O Capitão Daílson da Silva foi exonerado da Polícia Militar de Minas Gerais. O documento validado pelo Coronel da PM, Helbert Figueiró de Lourdes expedido, nesta terça-feira (09), descreve  que “ Resolve demitir da Polícia Militar, o Capitão Daílson da Silva Freitas, do 13º batalhão de Polícia Militar, em cumprimento a determinação judicial.”

Dailson foi preso, em 2013, suspeito de envolvimento na fraude do concurso da PM daquele ano.  Na época ele atuava no 50 batalhão, após o fato foi transferido para Belo Horizonte.

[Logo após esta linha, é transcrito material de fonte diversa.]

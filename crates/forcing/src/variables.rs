//! Variable tables for each output product.
//!
//! Each entry names a source variable, the name it is written under, the
//! affine transform taking source units to output units, and the output
//! `units` attribute.

use serde::Serialize;

/// Knots to metres per second.
pub const KNOTS_TO_MS: f64 = 0.514444;

/// Degrees Celsius to kelvin, as used by the WRF-Hydro forcing tools.
pub const CELSIUS_TO_KELVIN: f64 = 273.16;

/// Metres per hour to millimetres per second.
pub const PRECIP_M_PER_HOUR_TO_MM_PER_S: f64 = 1000.0 / 3600.0;

/// Hectopascal to pascal.
pub const HPA_TO_PA: f64 = 100.0;

/// One variable to extract, rename and convert.
#[derive(Debug, Clone, PartialEq, Serialize)]
pub struct VariableSpec {
    /// Variable name in the source files (e.g., "RDRS_TT_40m")
    pub source: &'static str,
    /// Variable name in the output files (e.g., "T2D")
    pub target: &'static str,
    /// Multiplier applied to source values
    pub scale: f64,
    /// Added after scaling
    pub offset: f64,
    /// Output `units` attribute
    pub units: &'static str,
}

impl VariableSpec {
    /// A variable copied without conversion.
    pub const fn identity(source: &'static str, target: &'static str, units: &'static str) -> Self {
        Self {
            source,
            target,
            scale: 1.0,
            offset: 0.0,
            units,
        }
    }

    /// A variable converted with `value * scale + offset`.
    pub const fn affine(
        source: &'static str,
        target: &'static str,
        scale: f64,
        offset: f64,
        units: &'static str,
    ) -> Self {
        Self {
            source,
            target,
            scale,
            offset,
            units,
        }
    }

    /// Convert one value. NaN stays NaN.
    #[inline]
    pub fn apply(&self, value: f64) -> f64 {
        value * self.scale + self.offset
    }

    pub fn is_identity(&self) -> bool {
        self.scale == 1.0 && self.offset == 0.0
    }
}

/// Variables written to `LDASIN_DOMAIN1` files.
pub fn ldasin_variables() -> Vec<VariableSpec> {
    vec![
        // Precipitation
        VariableSpec::affine(
            "RDRS_PR0_SFC",
            "RAINRATE",
            PRECIP_M_PER_HOUR_TO_MM_PER_S,
            0.0,
            "mm/s",
        ),
        // Wind at 40 m
        VariableSpec::affine("RDRS_UUC_40m", "U2D", KNOTS_TO_MS, 0.0, "m/s"),
        VariableSpec::affine("RDRS_VVC_40m", "V2D", KNOTS_TO_MS, 0.0, "m/s"),
        // Humidity and temperature at 40 m
        VariableSpec::identity("RDRS_HU_40m", "Q2D", "kg/kg"),
        VariableSpec::affine("RDRS_TT_40m", "T2D", 1.0, CELSIUS_TO_KELVIN, "K"),
        // Radiation
        VariableSpec::identity("RDRS_FB_SFC", "SWDOWN", "W/m^2"),
        VariableSpec::identity("RDRS_FI_SFC", "LWDOWN", "W/m^2"),
        // Surface pressure
        VariableSpec::affine("RDRS_P0_SFC", "PSFC", HPA_TO_PA, 0.0, "Pa"),
    ]
}

/// Variables written to `PRECIP_FORCING` files.
pub fn precip_variables() -> Vec<VariableSpec> {
    vec![VariableSpec::affine(
        "PR0_SFC",
        "precip_rate",
        PRECIP_M_PER_HOUR_TO_MM_PER_S,
        0.0,
        "mm/s",
    )]
}

/// Find the entry whose output name is `target`.
pub fn find_target<'a>(specs: &'a [VariableSpec], target: &str) -> Option<&'a VariableSpec> {
    specs.iter().find(|s| s.target == target)
}

#[cfg(test)]
mod tests {
    use super::*;

    fn ldasin(target: &str) -> VariableSpec {
        find_target(&ldasin_variables(), target).cloned().unwrap()
    }

    #[test]
    fn test_ldasin_table_is_complete() {
        let specs = ldasin_variables();
        assert_eq!(specs.len(), 8);
        let targets: Vec<_> = specs.iter().map(|s| s.target).collect();
        assert_eq!(
            targets,
            vec!["RAINRATE", "U2D", "V2D", "Q2D", "T2D", "SWDOWN", "LWDOWN", "PSFC"]
        );
    }

    #[test]
    fn test_precip_conversion() {
        let spec = ldasin("RAINRATE");
        assert!((spec.apply(1.0) - 0.277_777_8).abs() < 1e-6);
        assert!((spec.apply(0.001) - 0.000_277_8).abs() < 1e-7);
        assert_eq!(spec.units, "mm/s");
    }

    #[test]
    fn test_wind_conversion() {
        assert!((ldasin("U2D").apply(10.0) - 5.14444).abs() < 1e-9);
        assert!((ldasin("V2D").apply(-2.0) + 1.028888).abs() < 1e-9);
    }

    #[test]
    fn test_temperature_and_pressure() {
        assert!((ldasin("T2D").apply(0.0) - 273.16).abs() < 1e-9);
        assert!((ldasin("T2D").apply(-40.0) - 233.16).abs() < 1e-9);
        assert!((ldasin("PSFC").apply(1013.25) - 101_325.0).abs() < 1e-6);
    }

    #[test]
    fn test_identity_variables() {
        for target in ["Q2D", "SWDOWN", "LWDOWN"] {
            let spec = ldasin(target);
            assert!(spec.is_identity(), "{} should pass through", target);
            assert_eq!(spec.apply(0.0123), 0.0123);
        }
    }

    #[test]
    fn test_nan_stays_nan() {
        for spec in ldasin_variables() {
            assert!(spec.apply(f64::NAN).is_nan());
        }
    }

    #[test]
    fn test_precip_table() {
        let specs = precip_variables();
        assert_eq!(specs.len(), 1);
        assert_eq!(specs[0].source, "PR0_SFC");
        assert_eq!(specs[0].target, "precip_rate");
        assert!((specs[0].apply(3.6) - 1.0).abs() < 1e-12);
    }
}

Segundo o Major Santiago, da Assessoria de Comunicação da Polícia Militar, em Belo Horizonte, a decisão tomada pela corporação não pode ser revogada.

“Ele foi excluído da corporação e deixa de ser militar. A decisão saiu ontem, baseado em um processo administrativo disciplinar, o qual ele responde por causar grave escândalo e atentar contra o decoro da classe. A Polícia, como uma instituição séria, independente das questões judiciais, quando houve a suspeita da participação de fraude, já iniciou os trabalhos nas esferas administrativas. Pôr a PM respeitar o processo legal, que a exclusão levou alguns anos. Mesmo o capitão tendo entrado com recurso, a corporação optou pela exclusão. A decisão da perda da patente pertence à Justiça e eles optaram por essa sentença. Na esfera administrativa, a decisão não pode ser revogada”, explica o Major Santiago.

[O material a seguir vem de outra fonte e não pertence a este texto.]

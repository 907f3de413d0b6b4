//! Error types for dataset model invariants.

use thiserror::Error;

use crate::time::TimeParseError;

/// Result type alias using DatasetError.
pub type DatasetResult<T> = Result<T, DatasetError>;

/// Violations of the dataset model's shape and dimension invariants.
#[derive(Debug, Error)]
pub enum DatasetError {
    #[error("variable '{name}' declares {dims} dimensions but a shape of rank {rank}")]
    RankMismatch {
        name: String,
        dims: usize,
        rank: usize,
    },

    #[error("variable '{name}' holds {actual} values but its shape requires {expected}")]
    LengthMismatch {
        name: String,
        expected: usize,
        actual: usize,
    },

    #[error("dimension '{dim}' has length {existing} but variable '{name}' uses length {found}")]
    DimensionConflict {
        dim: String,
        name: String,
        existing: usize,
        found: usize,
    },

    #[error("variable '{name}' has no dimension '{dim}'")]
    UnknownDimension { name: String, dim: String },

    #[error("index {index} is out of bounds for dimension '{dim}' of length {len}")]
    IndexOutOfBounds { dim: String, index: usize, len: usize },

    #[error("cannot concatenate along '{dim}': {reason}")]
    Concat { dim: String, reason: String },

    #[error(transparent)]
    Time(#[from] TimeParseError),
}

Segundo Santiago, o Capitão fiucou lotado na PM por 20 anos.

Entenda o caso

No concurso da Polícia Militar, aplicado em 2013, Daílson da Silva e João Carlos Eulálio, à época já expulso da corporação, foram suspeitos de fraudar a prova, beneficiando o candidato Carlos Alves da Silva, de 27 anos.

Na época, segundo a ocorrência, um candidato esqueceu o celular após sair da sala de exame. Um sargento, aplicador da prova, suspeitou ao ver 39 chamadas não atendidas, no momento da realização do exame.

O nome de Daílson foi envolvido na fraude, pois, no carro de João Carlos Eulálio foram encontrados pontos eletrônicos e vários celulares, além de documentos no nome do Capitão.

O advogado da defesa, procurado pela reportagem do Webterra, e o Daílson, não foram localizados para comentar sobre a decisão.